What is needed>
The lines to repeat are those below from the one containing "search: per_ms *" down to the one containing "let hi = nominal + self.search;", both included; reproduce them exactly and nothing else.

(Data extracted from a collection)
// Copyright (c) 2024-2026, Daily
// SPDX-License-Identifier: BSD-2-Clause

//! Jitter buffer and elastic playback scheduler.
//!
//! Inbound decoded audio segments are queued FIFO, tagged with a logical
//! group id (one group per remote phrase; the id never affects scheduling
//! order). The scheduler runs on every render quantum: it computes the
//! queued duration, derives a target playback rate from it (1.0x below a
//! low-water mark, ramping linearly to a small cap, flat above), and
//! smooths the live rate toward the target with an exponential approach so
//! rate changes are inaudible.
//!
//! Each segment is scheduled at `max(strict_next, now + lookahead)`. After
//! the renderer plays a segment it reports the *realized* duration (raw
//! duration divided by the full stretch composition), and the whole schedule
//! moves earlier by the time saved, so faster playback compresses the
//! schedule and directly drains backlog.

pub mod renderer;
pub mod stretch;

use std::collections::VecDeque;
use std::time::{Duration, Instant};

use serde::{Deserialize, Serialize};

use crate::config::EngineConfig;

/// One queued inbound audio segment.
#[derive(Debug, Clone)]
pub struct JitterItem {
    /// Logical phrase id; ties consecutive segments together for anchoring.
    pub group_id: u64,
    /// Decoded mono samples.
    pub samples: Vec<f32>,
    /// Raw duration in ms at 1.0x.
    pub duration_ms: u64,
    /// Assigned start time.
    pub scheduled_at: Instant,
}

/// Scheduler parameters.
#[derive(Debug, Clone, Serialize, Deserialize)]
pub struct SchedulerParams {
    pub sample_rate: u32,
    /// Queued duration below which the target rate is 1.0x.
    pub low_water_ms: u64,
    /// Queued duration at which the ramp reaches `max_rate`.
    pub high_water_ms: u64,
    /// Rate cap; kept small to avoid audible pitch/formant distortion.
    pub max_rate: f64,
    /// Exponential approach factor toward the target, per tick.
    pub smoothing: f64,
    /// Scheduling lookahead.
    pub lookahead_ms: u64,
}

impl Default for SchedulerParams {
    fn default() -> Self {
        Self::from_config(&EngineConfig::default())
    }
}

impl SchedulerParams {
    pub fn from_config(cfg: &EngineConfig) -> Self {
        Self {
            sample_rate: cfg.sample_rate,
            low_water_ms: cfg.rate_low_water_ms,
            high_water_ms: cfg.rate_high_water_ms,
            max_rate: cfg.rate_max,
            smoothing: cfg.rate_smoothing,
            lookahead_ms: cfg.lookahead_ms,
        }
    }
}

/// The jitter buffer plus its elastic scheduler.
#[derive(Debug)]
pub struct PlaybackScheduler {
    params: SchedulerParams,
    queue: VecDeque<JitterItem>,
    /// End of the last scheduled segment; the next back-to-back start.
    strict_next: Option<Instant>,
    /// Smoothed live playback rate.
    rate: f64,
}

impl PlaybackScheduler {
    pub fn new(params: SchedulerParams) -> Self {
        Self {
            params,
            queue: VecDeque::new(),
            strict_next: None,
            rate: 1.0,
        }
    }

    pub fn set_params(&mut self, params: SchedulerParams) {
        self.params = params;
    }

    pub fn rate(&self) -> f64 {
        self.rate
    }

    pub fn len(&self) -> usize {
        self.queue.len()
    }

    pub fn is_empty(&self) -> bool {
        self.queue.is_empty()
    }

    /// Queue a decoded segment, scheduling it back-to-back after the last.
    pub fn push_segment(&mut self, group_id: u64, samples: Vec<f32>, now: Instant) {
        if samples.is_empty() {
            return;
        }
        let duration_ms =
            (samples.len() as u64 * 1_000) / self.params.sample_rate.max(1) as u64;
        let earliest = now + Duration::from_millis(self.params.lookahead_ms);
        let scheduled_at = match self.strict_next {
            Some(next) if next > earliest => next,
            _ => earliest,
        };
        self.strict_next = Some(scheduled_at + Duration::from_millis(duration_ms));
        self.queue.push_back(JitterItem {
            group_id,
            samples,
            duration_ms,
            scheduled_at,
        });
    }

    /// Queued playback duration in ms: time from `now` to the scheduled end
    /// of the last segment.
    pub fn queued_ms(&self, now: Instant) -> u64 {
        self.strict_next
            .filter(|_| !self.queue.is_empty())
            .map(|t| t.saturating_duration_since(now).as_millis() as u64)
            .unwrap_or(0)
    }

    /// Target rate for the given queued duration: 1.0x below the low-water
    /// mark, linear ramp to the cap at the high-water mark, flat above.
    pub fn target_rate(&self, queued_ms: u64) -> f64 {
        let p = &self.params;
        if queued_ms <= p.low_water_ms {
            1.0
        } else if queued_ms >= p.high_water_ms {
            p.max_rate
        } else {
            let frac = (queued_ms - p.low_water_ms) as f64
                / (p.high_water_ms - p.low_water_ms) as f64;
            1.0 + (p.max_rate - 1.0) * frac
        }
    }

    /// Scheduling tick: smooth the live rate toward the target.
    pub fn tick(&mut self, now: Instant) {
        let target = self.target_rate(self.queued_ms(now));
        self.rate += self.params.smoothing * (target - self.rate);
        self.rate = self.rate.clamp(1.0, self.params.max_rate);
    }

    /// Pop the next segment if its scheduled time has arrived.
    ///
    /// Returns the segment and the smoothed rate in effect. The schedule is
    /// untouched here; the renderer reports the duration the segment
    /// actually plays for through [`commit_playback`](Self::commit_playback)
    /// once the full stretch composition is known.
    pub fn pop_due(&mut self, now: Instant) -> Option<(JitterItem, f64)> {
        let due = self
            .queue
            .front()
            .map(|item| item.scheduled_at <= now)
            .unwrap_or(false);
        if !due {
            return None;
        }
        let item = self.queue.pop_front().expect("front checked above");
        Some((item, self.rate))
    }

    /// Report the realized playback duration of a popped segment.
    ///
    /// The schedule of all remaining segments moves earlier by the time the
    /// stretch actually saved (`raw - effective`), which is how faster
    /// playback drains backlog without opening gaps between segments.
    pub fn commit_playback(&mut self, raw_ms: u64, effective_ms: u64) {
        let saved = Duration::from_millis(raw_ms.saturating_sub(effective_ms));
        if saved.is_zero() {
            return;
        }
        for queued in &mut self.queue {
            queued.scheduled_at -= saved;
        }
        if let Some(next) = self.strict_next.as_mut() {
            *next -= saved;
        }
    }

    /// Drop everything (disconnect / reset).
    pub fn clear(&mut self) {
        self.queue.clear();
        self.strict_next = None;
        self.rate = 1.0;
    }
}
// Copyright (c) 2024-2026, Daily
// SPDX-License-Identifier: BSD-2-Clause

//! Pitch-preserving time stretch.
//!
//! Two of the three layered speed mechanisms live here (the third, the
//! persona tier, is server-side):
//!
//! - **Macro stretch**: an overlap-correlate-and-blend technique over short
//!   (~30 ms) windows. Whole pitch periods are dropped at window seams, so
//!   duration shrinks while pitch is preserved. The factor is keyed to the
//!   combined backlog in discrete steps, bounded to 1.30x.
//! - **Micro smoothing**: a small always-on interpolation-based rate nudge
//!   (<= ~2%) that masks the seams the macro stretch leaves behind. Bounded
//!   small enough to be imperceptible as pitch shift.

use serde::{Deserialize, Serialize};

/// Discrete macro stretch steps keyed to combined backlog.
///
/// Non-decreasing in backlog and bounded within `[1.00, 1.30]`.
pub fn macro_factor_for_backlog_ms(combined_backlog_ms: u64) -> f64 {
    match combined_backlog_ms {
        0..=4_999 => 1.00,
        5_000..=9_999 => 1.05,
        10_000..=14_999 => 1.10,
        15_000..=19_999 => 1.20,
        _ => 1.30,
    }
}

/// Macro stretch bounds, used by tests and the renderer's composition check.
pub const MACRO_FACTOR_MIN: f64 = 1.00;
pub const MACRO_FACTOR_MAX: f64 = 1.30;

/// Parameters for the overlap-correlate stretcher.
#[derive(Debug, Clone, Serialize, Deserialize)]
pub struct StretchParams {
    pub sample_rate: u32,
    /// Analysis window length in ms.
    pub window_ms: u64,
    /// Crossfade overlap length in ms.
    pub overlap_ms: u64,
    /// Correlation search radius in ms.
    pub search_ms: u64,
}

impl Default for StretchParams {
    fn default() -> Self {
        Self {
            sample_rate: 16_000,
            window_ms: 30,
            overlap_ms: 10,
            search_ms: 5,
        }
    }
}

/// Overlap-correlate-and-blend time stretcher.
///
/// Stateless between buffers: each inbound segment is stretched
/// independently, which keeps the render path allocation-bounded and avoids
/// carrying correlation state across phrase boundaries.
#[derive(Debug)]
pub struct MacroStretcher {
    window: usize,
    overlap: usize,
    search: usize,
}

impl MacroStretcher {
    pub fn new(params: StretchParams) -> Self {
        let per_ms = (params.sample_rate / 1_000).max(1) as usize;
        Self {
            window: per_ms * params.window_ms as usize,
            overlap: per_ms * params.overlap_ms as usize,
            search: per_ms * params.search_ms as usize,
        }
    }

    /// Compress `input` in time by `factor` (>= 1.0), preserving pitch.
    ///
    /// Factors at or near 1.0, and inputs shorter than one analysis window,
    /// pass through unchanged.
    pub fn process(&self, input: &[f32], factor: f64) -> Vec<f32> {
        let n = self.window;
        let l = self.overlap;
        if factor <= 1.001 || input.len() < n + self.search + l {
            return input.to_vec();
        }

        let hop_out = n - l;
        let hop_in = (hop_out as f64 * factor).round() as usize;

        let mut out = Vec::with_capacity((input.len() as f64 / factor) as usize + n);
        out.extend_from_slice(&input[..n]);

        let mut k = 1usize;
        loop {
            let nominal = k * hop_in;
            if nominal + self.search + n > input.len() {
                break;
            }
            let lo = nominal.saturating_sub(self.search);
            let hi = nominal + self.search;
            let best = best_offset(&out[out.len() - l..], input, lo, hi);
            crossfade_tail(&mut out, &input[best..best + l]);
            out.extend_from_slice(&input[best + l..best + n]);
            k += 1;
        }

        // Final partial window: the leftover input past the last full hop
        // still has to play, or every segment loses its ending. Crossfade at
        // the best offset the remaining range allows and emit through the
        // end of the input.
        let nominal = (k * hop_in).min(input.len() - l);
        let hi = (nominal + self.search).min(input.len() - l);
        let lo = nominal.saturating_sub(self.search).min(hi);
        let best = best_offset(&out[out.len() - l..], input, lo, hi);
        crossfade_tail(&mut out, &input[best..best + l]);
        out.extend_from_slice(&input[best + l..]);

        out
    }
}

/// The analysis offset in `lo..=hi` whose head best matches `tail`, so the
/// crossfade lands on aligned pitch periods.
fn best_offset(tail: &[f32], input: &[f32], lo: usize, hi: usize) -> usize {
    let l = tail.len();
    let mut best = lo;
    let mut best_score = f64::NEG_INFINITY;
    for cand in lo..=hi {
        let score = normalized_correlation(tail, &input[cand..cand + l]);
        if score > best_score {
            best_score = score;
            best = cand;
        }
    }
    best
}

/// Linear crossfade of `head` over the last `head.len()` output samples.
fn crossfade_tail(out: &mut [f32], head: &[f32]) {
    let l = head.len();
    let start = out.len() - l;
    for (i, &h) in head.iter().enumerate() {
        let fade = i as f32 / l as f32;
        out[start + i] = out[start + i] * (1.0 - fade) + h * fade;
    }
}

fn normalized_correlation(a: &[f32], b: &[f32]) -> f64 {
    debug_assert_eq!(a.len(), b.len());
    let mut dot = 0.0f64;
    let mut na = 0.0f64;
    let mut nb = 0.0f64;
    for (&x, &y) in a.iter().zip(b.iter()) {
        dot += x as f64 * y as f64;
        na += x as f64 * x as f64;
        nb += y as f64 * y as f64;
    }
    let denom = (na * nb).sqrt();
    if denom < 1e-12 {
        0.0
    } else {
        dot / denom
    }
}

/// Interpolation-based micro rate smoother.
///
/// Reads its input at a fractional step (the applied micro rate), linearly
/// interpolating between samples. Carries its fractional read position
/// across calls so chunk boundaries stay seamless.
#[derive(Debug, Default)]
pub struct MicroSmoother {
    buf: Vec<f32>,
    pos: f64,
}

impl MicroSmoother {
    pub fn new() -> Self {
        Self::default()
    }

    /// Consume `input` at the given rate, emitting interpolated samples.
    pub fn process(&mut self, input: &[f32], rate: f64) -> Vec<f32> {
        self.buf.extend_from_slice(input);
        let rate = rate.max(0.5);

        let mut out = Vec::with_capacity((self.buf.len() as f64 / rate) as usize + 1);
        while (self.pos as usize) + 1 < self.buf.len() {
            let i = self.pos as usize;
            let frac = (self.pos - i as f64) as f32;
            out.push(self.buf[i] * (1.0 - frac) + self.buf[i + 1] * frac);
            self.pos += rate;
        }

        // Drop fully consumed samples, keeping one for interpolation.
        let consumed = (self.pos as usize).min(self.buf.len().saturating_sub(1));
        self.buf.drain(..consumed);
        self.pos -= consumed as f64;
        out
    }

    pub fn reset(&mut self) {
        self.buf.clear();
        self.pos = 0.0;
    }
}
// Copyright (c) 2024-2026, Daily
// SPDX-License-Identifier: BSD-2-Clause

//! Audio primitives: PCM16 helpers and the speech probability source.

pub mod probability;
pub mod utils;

--

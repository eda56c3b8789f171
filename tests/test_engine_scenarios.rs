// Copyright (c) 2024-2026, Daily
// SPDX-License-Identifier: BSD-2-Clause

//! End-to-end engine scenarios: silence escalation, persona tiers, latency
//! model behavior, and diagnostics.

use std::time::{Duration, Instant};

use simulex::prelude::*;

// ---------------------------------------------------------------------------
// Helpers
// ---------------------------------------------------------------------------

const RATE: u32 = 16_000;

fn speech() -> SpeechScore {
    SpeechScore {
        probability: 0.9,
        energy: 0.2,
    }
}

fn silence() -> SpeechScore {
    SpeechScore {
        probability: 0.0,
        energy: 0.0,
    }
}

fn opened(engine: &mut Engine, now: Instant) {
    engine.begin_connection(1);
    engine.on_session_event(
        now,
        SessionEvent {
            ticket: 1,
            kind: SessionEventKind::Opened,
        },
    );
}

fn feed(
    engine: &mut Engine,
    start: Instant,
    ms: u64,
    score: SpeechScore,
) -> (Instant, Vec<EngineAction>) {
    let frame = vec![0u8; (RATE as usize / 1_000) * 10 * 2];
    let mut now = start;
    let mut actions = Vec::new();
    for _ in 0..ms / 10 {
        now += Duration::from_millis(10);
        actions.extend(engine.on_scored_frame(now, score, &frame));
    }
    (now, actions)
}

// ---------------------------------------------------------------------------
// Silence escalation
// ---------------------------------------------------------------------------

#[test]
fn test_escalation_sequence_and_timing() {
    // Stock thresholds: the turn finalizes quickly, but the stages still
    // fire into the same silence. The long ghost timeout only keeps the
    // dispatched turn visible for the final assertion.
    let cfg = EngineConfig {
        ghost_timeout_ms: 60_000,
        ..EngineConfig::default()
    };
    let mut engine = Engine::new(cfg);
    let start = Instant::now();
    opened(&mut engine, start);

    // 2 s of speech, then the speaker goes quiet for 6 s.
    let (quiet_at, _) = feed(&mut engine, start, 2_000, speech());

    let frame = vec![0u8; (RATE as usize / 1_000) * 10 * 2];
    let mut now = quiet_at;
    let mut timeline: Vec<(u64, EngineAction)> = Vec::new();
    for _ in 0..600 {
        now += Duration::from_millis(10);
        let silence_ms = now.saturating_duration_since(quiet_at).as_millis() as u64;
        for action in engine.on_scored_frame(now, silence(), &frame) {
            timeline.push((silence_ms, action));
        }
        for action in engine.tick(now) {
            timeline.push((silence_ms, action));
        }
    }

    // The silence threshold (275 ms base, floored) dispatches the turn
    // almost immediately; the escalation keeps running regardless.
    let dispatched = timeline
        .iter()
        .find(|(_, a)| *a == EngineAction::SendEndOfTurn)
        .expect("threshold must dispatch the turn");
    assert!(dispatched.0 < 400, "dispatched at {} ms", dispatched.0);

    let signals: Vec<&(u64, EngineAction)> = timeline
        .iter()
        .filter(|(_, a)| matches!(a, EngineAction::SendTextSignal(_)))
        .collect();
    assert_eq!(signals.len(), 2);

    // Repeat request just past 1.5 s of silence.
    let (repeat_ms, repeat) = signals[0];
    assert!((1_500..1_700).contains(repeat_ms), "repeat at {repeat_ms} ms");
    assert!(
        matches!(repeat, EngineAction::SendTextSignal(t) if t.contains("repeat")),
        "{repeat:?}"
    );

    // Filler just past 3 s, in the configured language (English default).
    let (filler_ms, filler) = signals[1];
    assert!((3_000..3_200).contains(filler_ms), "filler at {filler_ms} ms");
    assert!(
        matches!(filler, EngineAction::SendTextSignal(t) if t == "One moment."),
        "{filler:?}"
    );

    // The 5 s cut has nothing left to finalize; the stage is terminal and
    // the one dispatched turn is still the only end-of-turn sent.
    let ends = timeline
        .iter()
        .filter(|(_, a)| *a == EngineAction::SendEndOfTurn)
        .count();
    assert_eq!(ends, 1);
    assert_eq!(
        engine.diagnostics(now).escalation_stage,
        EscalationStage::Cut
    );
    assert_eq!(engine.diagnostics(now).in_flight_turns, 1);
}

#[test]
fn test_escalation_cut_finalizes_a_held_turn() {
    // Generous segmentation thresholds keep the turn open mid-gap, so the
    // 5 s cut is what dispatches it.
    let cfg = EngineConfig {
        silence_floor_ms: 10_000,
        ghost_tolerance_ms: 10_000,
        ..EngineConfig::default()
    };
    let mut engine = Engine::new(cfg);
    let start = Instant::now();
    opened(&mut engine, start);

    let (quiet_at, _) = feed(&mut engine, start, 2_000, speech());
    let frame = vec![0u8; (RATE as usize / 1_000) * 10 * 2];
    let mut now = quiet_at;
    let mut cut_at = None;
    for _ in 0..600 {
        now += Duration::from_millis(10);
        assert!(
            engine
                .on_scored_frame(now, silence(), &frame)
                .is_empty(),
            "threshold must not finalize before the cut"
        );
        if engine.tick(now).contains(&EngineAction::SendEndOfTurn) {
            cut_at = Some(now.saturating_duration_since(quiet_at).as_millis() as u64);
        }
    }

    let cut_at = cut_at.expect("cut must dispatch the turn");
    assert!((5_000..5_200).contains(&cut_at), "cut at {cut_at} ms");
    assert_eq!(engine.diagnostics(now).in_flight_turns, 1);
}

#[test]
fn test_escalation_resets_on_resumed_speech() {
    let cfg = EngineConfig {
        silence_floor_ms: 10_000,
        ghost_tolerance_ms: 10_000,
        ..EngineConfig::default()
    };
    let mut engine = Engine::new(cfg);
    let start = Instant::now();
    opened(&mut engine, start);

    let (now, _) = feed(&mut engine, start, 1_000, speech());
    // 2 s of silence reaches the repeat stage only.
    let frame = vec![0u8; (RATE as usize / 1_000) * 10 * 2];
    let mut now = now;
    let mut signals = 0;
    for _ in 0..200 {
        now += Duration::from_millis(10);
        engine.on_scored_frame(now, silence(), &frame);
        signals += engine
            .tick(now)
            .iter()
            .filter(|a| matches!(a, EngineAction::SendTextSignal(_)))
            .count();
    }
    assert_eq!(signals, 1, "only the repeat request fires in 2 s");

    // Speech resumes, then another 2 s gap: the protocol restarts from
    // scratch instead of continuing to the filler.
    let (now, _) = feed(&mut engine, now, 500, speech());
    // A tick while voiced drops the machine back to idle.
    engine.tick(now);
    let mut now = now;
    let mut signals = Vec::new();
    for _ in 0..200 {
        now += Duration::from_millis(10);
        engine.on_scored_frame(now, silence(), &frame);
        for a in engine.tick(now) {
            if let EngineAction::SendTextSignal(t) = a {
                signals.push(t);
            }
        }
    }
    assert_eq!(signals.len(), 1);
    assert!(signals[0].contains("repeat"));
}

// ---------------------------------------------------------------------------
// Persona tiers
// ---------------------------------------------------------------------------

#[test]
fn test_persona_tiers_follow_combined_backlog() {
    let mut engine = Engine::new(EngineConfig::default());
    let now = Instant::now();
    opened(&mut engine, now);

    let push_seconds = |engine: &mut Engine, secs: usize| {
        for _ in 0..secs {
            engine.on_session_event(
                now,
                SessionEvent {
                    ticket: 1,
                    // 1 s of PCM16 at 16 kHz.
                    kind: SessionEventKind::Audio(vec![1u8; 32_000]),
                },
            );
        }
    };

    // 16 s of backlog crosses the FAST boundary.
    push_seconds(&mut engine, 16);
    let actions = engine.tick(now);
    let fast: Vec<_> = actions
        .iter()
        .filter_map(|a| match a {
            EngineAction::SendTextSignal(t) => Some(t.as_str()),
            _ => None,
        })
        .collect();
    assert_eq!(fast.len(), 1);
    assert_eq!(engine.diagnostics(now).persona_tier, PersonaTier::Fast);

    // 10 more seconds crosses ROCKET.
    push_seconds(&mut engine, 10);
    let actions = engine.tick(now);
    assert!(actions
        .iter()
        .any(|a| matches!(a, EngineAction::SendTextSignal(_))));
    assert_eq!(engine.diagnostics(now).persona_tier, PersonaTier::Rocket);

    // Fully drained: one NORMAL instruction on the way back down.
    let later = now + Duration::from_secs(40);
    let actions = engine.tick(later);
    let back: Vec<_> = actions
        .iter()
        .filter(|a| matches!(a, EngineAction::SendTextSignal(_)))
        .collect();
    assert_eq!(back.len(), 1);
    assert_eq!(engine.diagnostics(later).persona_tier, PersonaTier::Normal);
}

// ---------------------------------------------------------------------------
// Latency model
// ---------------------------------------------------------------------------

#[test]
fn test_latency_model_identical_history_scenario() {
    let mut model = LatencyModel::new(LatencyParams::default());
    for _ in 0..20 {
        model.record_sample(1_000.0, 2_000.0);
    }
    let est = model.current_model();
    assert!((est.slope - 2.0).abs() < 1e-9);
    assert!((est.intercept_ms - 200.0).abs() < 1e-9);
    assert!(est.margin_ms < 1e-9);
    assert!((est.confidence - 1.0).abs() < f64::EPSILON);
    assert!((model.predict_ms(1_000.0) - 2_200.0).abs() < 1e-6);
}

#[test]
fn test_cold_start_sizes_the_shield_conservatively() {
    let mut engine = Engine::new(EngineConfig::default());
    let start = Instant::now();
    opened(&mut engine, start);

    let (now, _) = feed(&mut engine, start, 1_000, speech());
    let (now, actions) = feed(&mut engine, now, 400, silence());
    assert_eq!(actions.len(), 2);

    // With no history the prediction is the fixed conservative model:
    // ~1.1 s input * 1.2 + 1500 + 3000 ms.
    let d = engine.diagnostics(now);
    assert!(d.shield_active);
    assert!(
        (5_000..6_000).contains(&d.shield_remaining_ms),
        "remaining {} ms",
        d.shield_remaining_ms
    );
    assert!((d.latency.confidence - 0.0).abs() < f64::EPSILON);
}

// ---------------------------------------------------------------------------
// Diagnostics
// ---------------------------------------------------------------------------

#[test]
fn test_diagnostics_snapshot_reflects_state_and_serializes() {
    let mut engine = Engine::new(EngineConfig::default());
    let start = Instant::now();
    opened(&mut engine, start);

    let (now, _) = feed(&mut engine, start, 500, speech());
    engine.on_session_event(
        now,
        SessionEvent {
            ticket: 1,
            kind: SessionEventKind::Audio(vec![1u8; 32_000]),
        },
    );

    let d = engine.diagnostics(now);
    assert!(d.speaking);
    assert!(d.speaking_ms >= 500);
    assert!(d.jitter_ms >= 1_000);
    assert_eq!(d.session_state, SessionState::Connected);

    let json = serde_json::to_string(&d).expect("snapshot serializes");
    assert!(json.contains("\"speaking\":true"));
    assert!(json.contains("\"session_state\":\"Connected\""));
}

Result of this exercise>
            search: per_ms * params.search_ms as usize,
        }
    }

    /// Compress `input` in time by `factor` (>= 1.0), preserving pitch.
    ///
    /// Factors at or near 1.0, and inputs shorter than one analysis window,
    /// pass through unchanged.
    pub fn process(&self, input: &[f32], factor: f64) -> Vec<f32> {
        let n = self.window;
        let l = self.overlap;
        if factor <= 1.001 || input.len() < n + self.search + l {
            return input.to_vec();
        }

        let hop_out = n - l;
        let hop_in = (hop_out as f64 * factor).round() as usize;

        let mut out = Vec::with_capacity((input.len() as f64 / factor) as usize + n);
        out.extend_from_slice(&input[..n]);

        let mut k = 1usize;
        loop {
            let nominal = k * hop_in;
            if nominal + self.search + n > input.len() {
                break;
            }
            let lo = nominal.saturating_sub(self.search);
            let hi = nominal + self.search;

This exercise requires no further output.